Thursday, November 24, 2011

After 25 years, sustainability is a growing science that's here to stay

Indiana University News Room: Sustainability has not only become a science in the past 25 years, but it is one that continues to be fast-growing with widespread international collaboration, broad disciplinary composition and wide geographic distribution, according to new research from Los Alamos National Laboratory and Indiana University.

The findings...were assembled from a review of 20,000 academic papers written by 37,000 distinct authors representing 174 countries and over 2,200 cities. Authors of the paper, Los Alamos research scientist Luís M. A. Bettencourt, and Jasleen Kaur, a Ph.D. student in Indiana University Bloomington's School of Informatics and Computing, also identified the most productive cities for sustainability publications and estimated the field's growth rate, with the number of distinct authors doubling every 8.3 years. The study covered research generated from 1974 through 2010.

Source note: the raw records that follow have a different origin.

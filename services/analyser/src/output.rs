//! Writing the result dictionary and histogram styles.

use std::fs;
use std::io::Write;
use std::path::{Path, PathBuf};

use anyhow::{Context, Result};
use chrono::{DateTime, Utc};
use tracing::info;
use zonal_engine::{to_style_ramp, AnalysisReport};

/// Write the flat result dictionary as pretty JSON to `output`, or stdout.
pub fn write_results(report: &AnalysisReport, output: Option<&Path>) -> Result<()> {
    let json = serde_json::to_string_pretty(&report.results).context("Failed to serialise results")?;

    match output {
        Some(path) => {
            fs::write(path, json).with_context(|| format!("Failed to write {}", path.display()))?;
            info!(path = %path.display(), results = report.results.len(), "Results written");
        }
        None => {
            let mut stdout = std::io::stdout().lock();
            writeln!(stdout, "{}", json)?;
        }
    }
    Ok(())
}

/// Write one SLD colour map per histogram and timestamp into `dir`.
///
/// Files are named `<short_name>_<YYYY-MM-DD>.sld`.
pub fn write_styles(report: &AnalysisReport, dir: &Path) -> Result<Vec<PathBuf>> {
    fs::create_dir_all(dir).with_context(|| format!("Failed to create {}", dir.display()))?;

    let mut written = Vec::new();
    for (short_name, result) in report.results.iter() {
        let Some(histograms) = result.as_histogram() else {
            continue;
        };
        for (histogram, timestamp) in histograms.values.iter().zip(&histograms.timestamps) {
            let path = dir.join(style_file_name(short_name, timestamp));
            fs::write(&path, to_style_ramp(histogram))
                .with_context(|| format!("Failed to write {}", path.display()))?;
            written.push(path);
        }
    }

    info!(dir = %dir.display(), styles = written.len(), "Styles written");
    Ok(written)
}

fn style_file_name(short_name: &str, timestamp: &DateTime<Utc>) -> String {
    format!("{}_{}.sld", short_name, timestamp.format("%Y-%m-%d"))
}

#[cfg(test)]
mod tests {
    use super::*;
    use mangrove_common::parse_timestamp;
    use zonal_engine::{AnalysisParams, AnalysisResult, HistogramSpec, Legend, MetricResult, Props, ResultMap};

    fn report() -> AnalysisReport {
        let legend = Legend::new(vec![0.0, 50.0], vec![50.0, 100.0], &["#000000", "#ffffff"], Vec::new()).unwrap();
        let spec = HistogramSpec::from_legend(0.0, 100.0, 10.0, &legend).unwrap();
        let histogram = spec.histogram_from_counts(&[(0.0, 4), (60.0, 2)]);

        let mut results = ResultMap::new();
        results
            .insert(AnalysisResult::FixedHistogram(MetricResult::new(
                Props::new("hmax_mangrove_hist_m", "histogram_of_mangrove_maximum_canopy_height", "Histogram", "m"),
                vec![histogram],
                vec![parse_timestamp("2016-01-01").unwrap()],
                &AnalysisParams::default(),
            )))
            .unwrap();
        results
            .insert(AnalysisResult::AreaSum(MetricResult::new(
                Props::new("area_mangrove_m2", "total_area_of_mangroves", "Mangrove extent", "m<sup>2</sup>"),
                vec![Some(12.5)],
                vec![parse_timestamp("2016-01-01").unwrap()],
                &AnalysisParams::default(),
            )))
            .unwrap();

        AnalysisReport {
            results,
            failures: Vec::new(),
        }
    }

    #[test]
    fn test_write_results_to_file() {
        let dir = tempfile::tempdir().unwrap();
        let path = dir.path().join("out.json");
        write_results(&report(), Some(&path)).unwrap();

        let json: serde_json::Value = serde_json::from_str(&fs::read_to_string(&path).unwrap()).unwrap();
        assert_eq!(json["area_mangrove_m2"]["values"][0], 12.5);
        assert_eq!(json["hmax_mangrove_hist_m"]["values"][0]["group_values"], serde_json::json!([4, 2]));
    }

    #[test]
    fn test_styles_only_for_histograms() {
        let dir = tempfile::tempdir().unwrap();
        let written = write_styles(&report(), dir.path()).unwrap();

        assert_eq!(written.len(), 1);
        assert!(written[0].ends_with("hmax_mangrove_hist_m_2016-01-01.sld"));
        let sld = fs::read_to_string(&written[0]).unwrap();
        assert!(sld.contains("#000000"));
    }
}
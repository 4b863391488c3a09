//! Error types for zonal reductions.

use mangrove_common::AtlasError;
use thiserror::Error;

/// Faults a single reduction cell (one metric at one timestamp) can raise.
#[derive(Error, Debug, Clone, PartialEq)]
pub enum ReductionFault {
    /// No raster in the series for the requested date.
    #[error("no raster available for {0}")]
    MissingTimestamp(String),

    /// The geometry contains no unmasked samples at the requested scale.
    #[error("reduction produced no samples")]
    EmptyReduction,

    /// The geometry needs more samples than the pixel budget allows.
    #[error("region too large: {pixels} pixels exceeds budget of {max_pixels}")]
    RegionTooLarge { pixels: u64, max_pixels: u64 },

    /// Any other failure reported by the raster backend.
    #[error("backend error: {0}")]
    Backend(String),
}

impl ReductionFault {
    /// Create a Backend fault.
    pub fn backend(msg: impl Into<String>) -> Self {
        Self::Backend(msg.into())
    }

    /// Short label used for metrics and logs.
    pub fn kind(&self) -> &'static str {
        match self {
            Self::MissingTimestamp(_) => "missing_timestamp",
            Self::EmptyReduction => "empty_reduction",
            Self::RegionTooLarge { .. } => "region_too_large",
            Self::Backend(_) => "backend",
        }
    }

    /// Fatal faults abort the metric instead of resolving to a fallback value.
    pub fn is_fatal(&self) -> bool {
        matches!(self, Self::RegionTooLarge { .. })
    }
}

/// Errors that abort a metric, a catalog lookup or engine setup.
#[derive(Error, Debug)]
pub enum EngineError {
    /// A fatal reduction fault.
    #[error("reduction failed: {0}")]
    Reduction(#[from] ReductionFault),

    /// A metric could not be computed because one of its inputs failed.
    #[error("'{metric}' depends on a failed input: {message}")]
    Dependency { metric: String, message: String },

    /// Configuration error.
    #[error("configuration error: {0}")]
    Config(String),

    /// Catalog lookup or manifest error.
    #[error("catalog error: {0}")]
    Catalog(String),

    /// Dataset not found.
    #[error("dataset not found: {0}")]
    NotFound(String),

    /// Malformed raster data.
    #[error("invalid raster: {0}")]
    InvalidRaster(String),

    /// Storage/IO error.
    #[error("storage error: {0}")]
    Storage(String),

    /// Request validation and result assembly errors.
    #[error(transparent)]
    Atlas(#[from] AtlasError),
}

impl EngineError {
    /// Create a Catalog error.
    pub fn catalog(msg: impl Into<String>) -> Self {
        Self::Catalog(msg.into())
    }

    /// Create a NotFound error.
    pub fn not_found(key: impl Into<String>) -> Self {
        Self::NotFound(key.into())
    }

    /// Create an InvalidRaster error.
    pub fn invalid_raster(msg: impl Into<String>) -> Self {
        Self::InvalidRaster(msg.into())
    }

    /// Create a Dependency error.
    pub fn dependency(metric: impl Into<String>, message: impl Into<String>) -> Self {
        Self::Dependency {
            metric: metric.into(),
            message: message.into(),
        }
    }
}

impl From<std::io::Error> for EngineError {
    fn from(err: std::io::Error) -> Self {
        Self::Storage(err.to_string())
    }
}

impl From<serde_json::Error> for EngineError {
    fn from(err: serde_json::Error) -> Self {
        Self::Catalog(format!("JSON error: {}", err))
    }
}

impl From<serde_yaml::Error> for EngineError {
    fn from(err: serde_yaml::Error) -> Self {
        Self::Catalog(format!("YAML error: {}", err))
    }
}

/// Result type for engine operations.
pub type Result<T> = std::result::Result<T, EngineError>;
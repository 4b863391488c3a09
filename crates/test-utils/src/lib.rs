//! Shared test utilities for the mangrove analysis workspace.
//!
//! This crate provides common testing infrastructure including:
//! - Synthetic raster grid generators
//! - Area-of-interest geometry fixtures and GeoJSON documents
//! - Temporary directories populated with catalog files
//!
//! # Usage
//!
//! Add to your crate's `Cargo.toml`:
//!
//! ```toml
//! [dev-dependencies]
//! test-utils = { path = "../test-utils" }
//! ```
//!
//! Then import in your tests:
//!
//! ```ignore
//! use test_utils::{assert_approx_eq, constant_grid, square_aoi};
//! ```

pub mod fixtures;
pub mod generators;

// Re-export commonly used items at the crate root
pub use fixtures::*;
pub use generators::*;

/// Macro for approximate floating-point equality assertions.
///
/// # Usage
///
/// ```ignore
/// use test_utils::assert_approx_eq;
///
/// assert_approx_eq!(1.0001_f64, 1.0_f64, 0.001_f64); // passes
/// assert_approx_eq!(1.1_f32, 1.0_f32, 0.001_f32);    // fails
/// ```
#[macro_export]
macro_rules! assert_approx_eq {
    ($left:expr, $right:expr, $epsilon:expr) => {{
        let left: f64 = $left as f64;
        let right: f64 = $right as f64;
        let epsilon: f64 = $epsilon as f64;
        let diff = (left - right).abs();
        if !(diff <= epsilon) {
            panic!(
                "assertion failed: `(left ≈ right)`\n  left: `{:?}`,\n right: `{:?}`,\n  diff: `{:?}` > epsilon `{:?}`",
                left, right, diff, epsilon
            );
        }
    }};
}

/// Macro for approximate equality of two optional values.
///
/// Both sides must be `None`, or both `Some` and within epsilon.
#[macro_export]
macro_rules! assert_opt_approx_eq {
    ($left:expr, $right:expr, $epsilon:expr) => {{
        match ($left, $right) {
            (Some(l), Some(r)) => $crate::assert_approx_eq!(l, r, $epsilon),
            (None, None) => {}
            (l, r) => panic!(
                "assertion failed: `(left ≈ right)`\n  left: `{:?}`,\n right: `{:?}`",
                l, r
            ),
        }
    }};
}

#[cfg(test)]
mod tests {
    #[test]
    fn test_assert_approx_eq_passes() {
        assert_approx_eq!(1.0001, 1.0, 0.001);
        assert_approx_eq!(0.0, 0.0, 0.0001);
        assert_approx_eq!(-5.5, -5.500001, 0.0001);
    }

    #[test]
    #[should_panic(expected = "assertion failed")]
    fn test_assert_approx_eq_fails() {
        assert_approx_eq!(1.1, 1.0, 0.001);
    }

    #[test]
    #[should_panic(expected = "assertion failed")]
    fn test_assert_approx_eq_fails_on_nan() {
        assert_approx_eq!(f64::NAN, 1.0, 0.001);
    }

    #[test]
    fn test_assert_opt_approx_eq() {
        assert_opt_approx_eq!(Some(1.0001), Some(1.0), 0.001);
        assert_opt_approx_eq!(None::<f64>, None::<f64>, 0.001);
    }

    #[test]
    #[should_panic(expected = "assertion failed")]
    fn test_assert_opt_approx_eq_mismatch() {
        assert_opt_approx_eq!(Some(1.0), None::<f64>, 0.001);
    }
}
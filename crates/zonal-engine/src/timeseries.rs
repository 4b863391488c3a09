//! Resolving requested timestamps against the dates a series holds.

use chrono::{DateTime, Utc};
use mangrove_common::same_date;

use crate::collection::ImageCollection;

/// Requested timestamps for which `collection` holds an image on the same
/// date, ascending and without duplicate dates.
///
/// Requested dates the series lacks are dropped silently; callers decide how
/// to report the gap.
pub fn filter_timestamps(collection: &ImageCollection, requested: &[DateTime<Utc>]) -> Vec<DateTime<Utc>> {
    let available = collection.dates();
    resolve(requested, |ts| available.iter().any(|d| same_date(d, ts)))
}

/// Requested timestamps present in both series.
pub fn intersect_timestamps(
    a: &ImageCollection,
    b: &ImageCollection,
    requested: &[DateTime<Utc>],
) -> Vec<DateTime<Utc>> {
    let (in_a, in_b) = (a.dates(), b.dates());
    resolve(requested, |ts| {
        in_a.iter().any(|d| same_date(d, ts)) && in_b.iter().any(|d| same_date(d, ts))
    })
}

fn resolve<F>(requested: &[DateTime<Utc>], available: F) -> Vec<DateTime<Utc>>
where
    F: Fn(&DateTime<Utc>) -> bool,
{
    let mut resolved: Vec<DateTime<Utc>> = requested.iter().copied().filter(|ts| available(ts)).collect();
    resolved.sort();
    resolved.dedup_by(|a, b| same_date(a, b));
    resolved
}

#[cfg(test)]
mod tests {
    use super::*;
    use crate::collection::Image;
    use crate::expr::RasterExpr;
    use mangrove_common::parse_timestamp;

    fn ts(s: &str) -> DateTime<Utc> {
        parse_timestamp(s).unwrap()
    }

    fn series(dates: &[&str]) -> ImageCollection {
        ImageCollection::new(
            "series",
            dates
                .iter()
                .map(|d| Image::new(RasterExpr::source(*d), "b1", ts(d), "1"))
                .collect(),
        )
    }

    #[test]
    fn test_filter_drops_absent_and_sorts() {
        let s = series(&["1996-01-01", "2007-01-01", "2016-01-01"]);
        let requested = vec![ts("2016-01-01"), ts("2020-01-01"), ts("1996-01-01")];
        assert_eq!(filter_timestamps(&s, &requested), vec![ts("1996-01-01"), ts("2016-01-01")]);
    }

    #[test]
    fn test_filter_deduplicates_by_date() {
        let s = series(&["2016-01-01"]);
        let requested = vec![ts("2016-01-01T06:00:00Z"), ts("2016-01-01")];
        assert_eq!(filter_timestamps(&s, &requested), vec![ts("2016-01-01")]);
    }

    #[test]
    fn test_intersection_of_two_series() {
        let agb = series(&["2000-01-01", "2016-01-01"]);
        let soc = series(&["2016-01-01"]);
        let requested = vec![ts("2000-01-01"), ts("2016-01-01")];
        assert_eq!(intersect_timestamps(&agb, &soc, &requested), vec![ts("2016-01-01")]);
    }

    #[test]
    fn test_empty_request() {
        assert!(filter_timestamps(&series(&["2016-01-01"]), &[]).is_empty());
    }
}
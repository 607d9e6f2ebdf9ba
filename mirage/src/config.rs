// SPDX-FileCopyrightText: 2025 mirage contributors
// SPDX-License-Identifier: GPL-3.0-or-later

use ini::Ini;
use log::{debug, info, warn};
use mirage_common::settings::{parse_bool_or, BackendKind, Settings};
use std::path::PathBuf;

/// Locate mirage.ini.
pub fn find_config_path() -> Option<PathBuf> {
    // XDG_CONFIG_HOME/mirage/mirage.ini
    if let Ok(xdg) = std::env::var("XDG_CONFIG_HOME") {
        let path = PathBuf::from(&xdg).join("mirage").join("mirage.ini");
        if path.exists() {
            return Some(path);
        }
    }

    // ~/.config/mirage/mirage.ini
    if let Ok(home) = std::env::var("HOME") {
        let path = PathBuf::from(&home)
            .join(".config")
            .join("mirage")
            .join("mirage.ini");
        if path.exists() {
            return Some(path);
        }
    }

    None
}

/// Load settings from mirage.ini, falling back to defaults for anything
/// missing or malformed.
pub fn load_config(path: Option<&PathBuf>) -> Settings {
    let mut settings = Settings::default();

    let config_path = match path {
        Some(p) => {
            if !p.exists() {
                warn!("Config file not found: {}", p.display());
                return settings;
            }
            p.clone()
        }
        None => match find_config_path() {
            Some(p) => p,
            None => {
                info!("No mirage config found, using defaults");
                return settings;
            }
        },
    };

    info!("Loading config from: {}", config_path.display());

    let conf = match Ini::load_from_file(&config_path) {
        Ok(c) => c,
        Err(e) => {
            warn!("Failed to parse config: {}", e);
            return settings;
        }
    };

    apply_config(&conf, &mut settings);
    settings
}

fn apply_config(conf: &Ini, settings: &mut Settings) {
    // [Gpu]
    if let Some(section) = conf.section(Some("Gpu")) {
        if let Some(backend) = section.get("backend") {
            settings.backend = BackendKind::from_str_or_default(backend);
            debug!("GPU backend: {:?}", settings.backend);
        }
        if let Some(size) = section.get("megabuffer_chunk_size") {
            match parse_size(size) {
                Some(size) if size > 0 => settings.megabuffer_chunk_size = size,
                _ => warn!("Ignoring invalid megabuffer_chunk_size: {}", size),
            }
        }
        if let Some(depth) = section.get("fence_cycle_queue_depth") {
            match depth.trim().parse::<usize>() {
                Ok(depth) if depth > 0 => settings.fence_cycle_queue_depth = depth,
                _ => warn!("Ignoring invalid fence_cycle_queue_depth: {}", depth),
            }
        }
    }

    // [Hacks]
    if let Some(section) = conf.section(Some("Hacks")) {
        if let Some(v) = section.get("enable_fast_gpu_readback") {
            settings.enable_fast_gpu_readback = parse_bool_or(v, settings.enable_fast_gpu_readback);
        }
        if let Some(v) = section.get("enable_fast_readback_writes") {
            settings.enable_fast_readback_writes =
                parse_bool_or(v, settings.enable_fast_readback_writes);
        }
        debug!(
            "Fast readback: {}, writes: {}",
            settings.enable_fast_gpu_readback, settings.enable_fast_readback_writes
        );
    }

    // [Debugging]
    if let Some(section) = conf.section(Some("Debugging")) {
        if let Some(v) = section.get("use_debug_logging") {
            settings.use_debug_logging = parse_bool_or(v, settings.use_debug_logging);
        }
    }
}

/// Parse a byte count given in decimal or `0x` hex.
fn parse_size(s: &str) -> Option<u64> {
    let s = s.trim();
    match s.strip_prefix("0x").or_else(|| s.strip_prefix("0X")) {
        Some(hex) => u64::from_str_radix(hex, 16).ok(),
        None => s.parse().ok(),
    }
}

By analyzing the temporal evolution (distinct authors), geographic distribution, the discipline's footprint within traditional scientific disciplines, the structure and evolution of sustainability science's collaboration network, and the content of the publications, the authors ascertained that the field "has indeed become cohesive over the last decade, sharing large-scale collaboration networks to which most authors now belong and producing a new conceptual and technical unification that spans the globe."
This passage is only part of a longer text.